Weather is always an important concern when hiking. Expect daytime hiking temperatures in the 60s and nighttime temperatures in the 40s. However, be prepared for the possibility of overnight temperatures as low as the 20s. During the 2008 trip, we woke up to several inches of snow on September 1st. By the afternoon however, it had all melted and the next day, we were swimming in an alpine lake (not for very long though).

View 7 day weather forecast

Trip Leaders

Rick Romine lives in Pleasanton, CA and is a Wilderness Medicine Institute certified Wilderness First Responder. A life long outdoor enthusiast, Rick is the founder of the wilderness education site Rick has been leading backpacking treks and teaching outdoor skills to both youth and adults for over 10 years.

Krisdin (Threshold) Diehl lives in Portland, ME and thru-hiked the 2,178 mile Appalachian Trail in 2009 where she earned her trail name, "Threshold". In 2012, she thru-hiked the 2650 mile Pacific Crest Trail and plans to complete the Triple-Crown by thru-hiking the Continental Divide Trail in 2014. She served as a Ridge Runner and Leave No Trace Ambassador with the Maine Appalachian Trail Club in the 100 Miles of Wilderness in 2010 & 2011.

Krisdin is a SOLO Certified Wilderness First Responder. and American Heart Association Certified in CPR. She has guided the Florida Trail Fitpacking trip.

Equipment List

Here is a list of equipment we suggest you bring. The list is extensive and can seem daunting, but please don't let this deter you from the trip. You can rent top notch quality gear for reasonable prices from Traverse Outfitters, Lower Gear or Outdoors Geek. It may also be possible for us to provide some gear for you at a nominal fee if you let us know far ahead of the trip. Unfortunately, we're not in the gear business so the selection of our available inventory is unpredictable. Please feel free to discuss any gear with us before the trip.

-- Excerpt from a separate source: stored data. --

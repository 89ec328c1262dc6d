//! Full game management with history tracking.
//!
//! The [`Game`] struct is the rule engine's front door:
//! - Legal targets and moves for the side to move
//! - Move execution with promotion, castling and en passant
//! - Repetition history and the outcome evaluator
//! - Draw claiming and agreement
//! - Save and restore

use chess_core::{Color, Move, PieceKind, Square};
use thiserror::Error;
use tracing::{debug, info, warn};

use crate::collaborators::{BoardRenderer, Players, ReportError, ResultRecorder};
use crate::movegen::{self, classify};
use crate::outcome::{evaluate, FIFTY_MOVE_PLIES};
use crate::{
    Board, DrawReason, HistoryScope, Outcome, Position, PositionError, RulesConfig, SquareSet,
};

/// Error type for game operations.
#[derive(Debug, Clone, PartialEq, Eq, Error)]
pub enum GameError {
    /// The game has already ended.
    #[error("game has already ended")]
    GameOver,
    #[error("no piece on {0}")]
    EmptySquare(Square),
    #[error("piece on {0} belongs to the side not on move")]
    NotYourPiece(Square),
    /// The move is not legal in the current position.
    #[error("illegal move: {0}")]
    IllegalMove(String),
    #[error("pawns cannot promote to {0}")]
    InvalidPromotion(PieceKind),
    /// Cannot claim draw (conditions not met).
    #[error("cannot claim draw: conditions not met")]
    CannotClaimDraw,
    #[error("invalid UCI move: {0}")]
    InvalidUci(String),
}

/// A chess game with history tracking.
///
/// Unlike [`Position`], which represents a single board state, `Game` keeps
/// the repetition history and the outcome, and refuses moves once the game
/// is over.
#[derive(Debug, Clone)]
pub struct Game {
    position: Position,
    /// Repetition keys of positions reached, current one last.
    history: Vec<String>,
    outcome: Outcome,
    config: RulesConfig,
}

impl Default for Game {
    fn default() -> Self {
        Self::new()
    }
}

impl Game {
    /// Creates a new game with the standard starting position.
    pub fn new() -> Self {
        Self::with_config(RulesConfig::default())
    }

    pub fn with_config(config: RulesConfig) -> Self {
        Self::from_position(Position::startpos(), config)
    }

    /// Creates a game from a custom starting position.
    ///
    /// The position is evaluated immediately, so a game may start finished.
    pub fn from_position(position: Position, config: RulesConfig) -> Self {
        let history = vec![position.repetition_key(config.repetition_key)];
        let outcome = evaluate(&position, &history, &config);
        Game {
            position,
            history,
            outcome,
            config,
        }
    }

    /// Restores a game from save-record text.
    pub fn from_save(text: &str, config: RulesConfig) -> Result<Self, PositionError> {
        let position = Position::from_save(text).inspect_err(|e| {
            warn!(error = %e, "rejected save record");
        })?;
        Ok(Self::from_position(position, config))
    }

    /// Serializes the current position as save-record text.
    pub fn to_save(&self) -> String {
        self.position.to_save()
    }

    pub fn position(&self) -> &Position {
        &self.position
    }

    pub fn board(&self) -> &Board {
        &self.position.board
    }

    pub fn side_to_move(&self) -> Color {
        self.position.side_to_move
    }

    pub fn config(&self) -> &RulesConfig {
        &self.config
    }

    pub fn outcome(&self) -> Outcome {
        self.outcome
    }

    pub fn is_game_over(&self) -> bool {
        self.outcome.is_terminal()
    }

    /// Returns true if the side to move is in check.
    pub fn is_check(&self) -> bool {
        self.position.is_check()
    }

    /// Repetition keys remembered for the current history scope.
    pub fn history(&self) -> &[String] {
        &self.history
    }

    /// Returns how many times the current position occurs in history.
    pub fn position_count(&self) -> usize {
        let key = self.position.repetition_key(self.config.repetition_key);
        self.history.iter().filter(|k| **k == key).count()
    }

    /// Returns the legal destinations of the piece on `from`.
    ///
    /// Empty once the game is over.
    pub fn legal_targets(&self, from: Square) -> Result<SquareSet, GameError> {
        let piece = self
            .position
            .board
            .piece_at(from)
            .ok_or(GameError::EmptySquare(from))?;
        if piece.color != self.position.side_to_move {
            return Err(GameError::NotYourPiece(from));
        }
        if self.is_game_over() {
            return Ok(SquareSet::EMPTY);
        }
        Ok(movegen::legal_targets(&self.position, from, self.config.castling))
    }

    /// Returns all legal moves in the current position.
    pub fn legal_moves(&self) -> Vec<Move> {
        if self.is_game_over() {
            return Vec::new();
        }
        movegen::legal_moves(&self.position, self.config.castling)
    }

    /// Plays `from` → `to` for the side to move and returns the new outcome.
    ///
    /// `promotion` is only consulted when a pawn reaches its last rank;
    /// `None` there means the configured default. The game is unchanged
    /// when an error is returned.
    pub fn make_move(
        &mut self,
        from: Square,
        to: Square,
        promotion: Option<PieceKind>,
    ) -> Result<Outcome, GameError> {
        if self.is_game_over() {
            return Err(GameError::GameOver);
        }
        let targets = self.legal_targets(from)?;
        if !targets.contains(to) {
            debug!(%from, %to, "rejected illegal move");
            return Err(GameError::IllegalMove(format!("{}{}", from, to)));
        }

        let choice = promotion.unwrap_or(self.config.default_promotion);
        let mv = classify(&self.position.board, from, to, Some(choice));
        if mv.flag.promotion().is_some() && !choice.is_promotion_target() {
            debug!(%from, %to, kind = %choice, "rejected promotion");
            return Err(GameError::InvalidPromotion(choice));
        }

        let played = self.position.play(mv);
        if played.irreversible && self.config.history_scope == HistoryScope::SinceIrreversible {
            self.history.clear();
        }
        self.history
            .push(self.position.repetition_key(self.config.repetition_key));
        self.outcome = evaluate(&self.position, &self.history, &self.config);

        debug!(mv = %mv, halfmove_clock = self.position.halfmove_clock, "applied move");
        if self.outcome.is_terminal() {
            info!(outcome = %self.outcome, "game over");
        }
        Ok(self.outcome)
    }

    /// Plays a move given in UCI notation (e.g. "e2e4", "e7e8n").
    pub fn make_move_uci(&mut self, uci: &str) -> Result<Outcome, GameError> {
        let (from, to, promotion) =
            Move::parse_uci(uci).ok_or_else(|| GameError::InvalidUci(uci.to_string()))?;
        self.make_move(from, to, promotion)
    }

    /// Returns true if the side to move may claim a fifty-move draw.
    pub fn can_claim_draw(&self) -> bool {
        !self.is_game_over() && self.position.halfmove_clock >= FIFTY_MOVE_PLIES
    }

    /// Claims a draw under the fifty-move rule.
    pub fn claim_draw(&mut self) -> Result<Outcome, GameError> {
        if self.is_game_over() {
            return Err(GameError::GameOver);
        }
        if !self.can_claim_draw() {
            return Err(GameError::CannotClaimDraw);
        }
        self.finish(Outcome::Draw(DrawReason::FiftyMoveRule));
        Ok(self.outcome)
    }

    /// Ends the game as a draw both players agreed to.
    pub fn agree_draw(&mut self) -> Result<Outcome, GameError> {
        if self.is_game_over() {
            return Err(GameError::GameOver);
        }
        self.finish(Outcome::Draw(DrawReason::Agreement));
        Ok(self.outcome)
    }

    fn finish(&mut self, outcome: Outcome) {
        self.outcome = outcome;
        info!(outcome = %outcome, "game over");
    }

    /// Draws the board, highlighting the legal targets of `selected`.
    pub fn render<R: BoardRenderer>(
        &self,
        renderer: &mut R,
        selected: Option<Square>,
    ) -> Result<(), R::Error> {
        let highlights = selected
            .and_then(|sq| self.legal_targets(sq).ok())
            .unwrap_or(SquareSet::EMPTY);
        renderer.render(&self.position.board, highlights)
    }

    /// Hands the finished result to `recorder`.
    pub fn report<R>(
        &self,
        recorder: &mut R,
        players: &Players,
    ) -> Result<(), ReportError<R::Error>>
    where
        R: ResultRecorder,
        R::Error: std::error::Error + 'static,
    {
        if !self.is_game_over() {
            return Err(ReportError::NotFinished);
        }
        recorder
            .record(players, self.outcome)
            .map_err(ReportError::Recorder)
    }
}

#[cfg(test)]
mod tests {
    use super::*;
    use crate::collaborators::{Standings, TextRenderer};

    fn sq(s: &str) -> Square {
        Square::from_algebraic(s).unwrap()
    }

    #[test]
    fn new_game() {
        let game = Game::new();
        assert_eq!(game.outcome(), Outcome::InProgress);
        assert_eq!(game.side_to_move(), Color::White);
        assert_eq!(game.legal_moves().len(), 20);
        assert_eq!(game.history().len(), 1);
        assert_eq!(game.position_count(), 1);
    }

    #[test]
    fn make_moves() {
        let mut game = Game::new();
        game.make_move(sq("e2"), sq("e4"), None).unwrap();
        game.make_move_uci("e7e5").unwrap();
        assert_eq!(game.side_to_move(), Color::White);
        assert!(game.board().holds(sq("e5"), PieceKind::Pawn, Color::Black));
    }

    #[test]
    fn rejects_wrong_side_and_empty_square() {
        let mut game = Game::new();
        assert_eq!(
            game.make_move(sq("e7"), sq("e5"), None),
            Err(GameError::NotYourPiece(sq("e7")))
        );
        assert_eq!(
            game.make_move(sq("e4"), sq("e5"), None),
            Err(GameError::EmptySquare(sq("e4")))
        );
    }

    #[test]
    fn illegal_move_leaves_state_untouched() {
        let mut game = Game::new();
        let before = game.to_save();
        assert!(matches!(
            game.make_move(sq("e2"), sq("e5"), None),
            Err(GameError::IllegalMove(_))
        ));
        assert_eq!(game.to_save(), before);
        assert_eq!(game.history().len(), 1);
    }

    #[test]
    fn invalid_uci() {
        let mut game = Game::new();
        assert_eq!(
            game.make_move_uci("e2"),
            Err(GameError::InvalidUci("e2".to_string()))
        );
    }

    #[test]
    fn promotion_choice_and_default() {
        let save = "false;false;false;false;white;0;\
            ......k./P......./......../......../......../......../......../....K...";
        let mut game = Game::from_save(save, RulesConfig::default()).unwrap();
        game.make_move(sq("a7"), sq("a8"), Some(PieceKind::Knight)).unwrap();
        assert!(game.board().holds(Square::A8, PieceKind::Knight, Color::White));

        let mut game = Game::from_save(save, RulesConfig::default()).unwrap();
        game.make_move(sq("a7"), sq("a8"), None).unwrap();
        assert!(game.board().holds(Square::A8, PieceKind::Queen, Color::White));
    }

    #[test]
    fn promotion_to_king_rejected() {
        let save = "false;false;false;false;white;0;\
            ......k./P......./......../......../......../......../......../....K...";
        let mut game = Game::from_save(save, RulesConfig::default()).unwrap();
        assert_eq!(
            game.make_move(sq("a7"), sq("a8"), Some(PieceKind::King)),
            Err(GameError::InvalidPromotion(PieceKind::King))
        );
        assert_eq!(game.to_save(), save);
    }

    #[test]
    fn promotion_choice_ignored_on_plain_move() {
        let mut game = Game::new();
        game.make_move(sq("e2"), sq("e4"), Some(PieceKind::King)).unwrap();
        assert!(game.board().holds(sq("e4"), PieceKind::Pawn, Color::White));
    }

    #[test]
    fn irreversible_move_clears_history() {
        let mut game = Game::new();
        game.make_move_uci("g1f3").unwrap();
        assert_eq!(game.history().len(), 2);
        game.make_move_uci("e7e5").unwrap();
        assert_eq!(game.history().len(), 1);

        let mut game = Game::with_config(RulesConfig {
            history_scope: HistoryScope::WholeGame,
            ..RulesConfig::default()
        });
        game.make_move_uci("g1f3").unwrap();
        game.make_move_uci("e7e5").unwrap();
        assert_eq!(game.history().len(), 3);
    }

    #[test]
    fn fifty_move_claim() {
        let save = "false;false;false;false;white;99;\
            ....k.../......../......../......../......../......../......../R...K...";
        let mut game = Game::from_save(save, RulesConfig::default()).unwrap();
        assert!(!game.can_claim_draw());
        assert_eq!(game.claim_draw(), Err(GameError::CannotClaimDraw));

        game.make_move_uci("a1a2").unwrap();
        assert_eq!(game.outcome(), Outcome::InProgress);
        assert!(game.can_claim_draw());
        assert_eq!(
            game.claim_draw(),
            Ok(Outcome::Draw(DrawReason::FiftyMoveRule))
        );
        assert_eq!(game.make_move_uci("e8e7"), Err(GameError::GameOver));
    }

    #[test]
    fn agreed_draw_ends_game() {
        let mut game = Game::new();
        assert_eq!(
            game.agree_draw(),
            Ok(Outcome::Draw(DrawReason::Agreement))
        );
        assert!(game.is_game_over());
        assert!(game.legal_moves().is_empty());
        assert_eq!(game.legal_targets(sq("e2")), Ok(SquareSet::EMPTY));
        assert_eq!(game.agree_draw(), Err(GameError::GameOver));
    }

    #[test]
    fn restored_finished_game() {
        let mate = "false;false;false;false;black;0;\
            R......k/......pp/......../......../......../......../......../......K.";
        let game = Game::from_save(mate, RulesConfig::default()).unwrap();
        assert_eq!(
            game.outcome(),
            Outcome::Checkmate {
                winner: Color::White
            }
        );
    }

    #[test]
    fn from_save_rejects_bad_record() {
        assert!(Game::from_save("nonsense", RulesConfig::default()).is_err());
    }

    #[test]
    fn render_highlights_selection() {
        let game = Game::new();
        let mut renderer = TextRenderer::new(Vec::new());
        game.render(&mut renderer, Some(sq("b1"))).unwrap();
        let text = String::from_utf8(renderer.into_inner()).unwrap();
        assert!(text.contains("3 *. .*. . . . . ."));
    }

    #[test]
    fn report_requires_finished_game() {
        let mut standings = Standings::new();
        let players = Players::new("alice", "bob");
        let mut game = Game::new();
        assert!(matches!(
            game.report(&mut standings, &players),
            Err(ReportError::NotFinished)
        ));

        game.agree_draw().unwrap();
        game.report(&mut standings, &players).unwrap();
        assert_eq!(standings.get("alice").draws, 1);
    }
}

We don't believe in austere eating regimens. Backpacking is a rigorous, rewarding activity. You must feed your body in order for it perform. Your body will dictate that you eat often, so it's important to have fuel to feed it. Please check out the sample menus. This list is not comprehensive and may be altered or augmented. If you want to bring personal food, say a 5 pound chocolate cake, go for it. You'll not only hate carrying it over 40 miles through the wilderness, your body will reject the empty calories and prefer nutritious food.


$1250 per person double occupancy. Here, double occupancy means that you will share a room with another participant during the 2 hotel nights. You will also be responsible for transportation to and from Seattle / Sea-Tac (SEA), personal equipment and any restaurant meals eaten off the trail.

Covered expenses include 2 hotel nights, 6 days of trail meals, ground transportation, Park entrance fees, National Park permits, insurance, satellite phone, and 2 awesome guides.


Although a hotel stay is included for September 6th, people who live on the East Coast sometimes prefer to take a red-eye after the parting dinner that night. You are certainly welcome to do so. And yes, you will be able to take a shower at the hotel before you leave.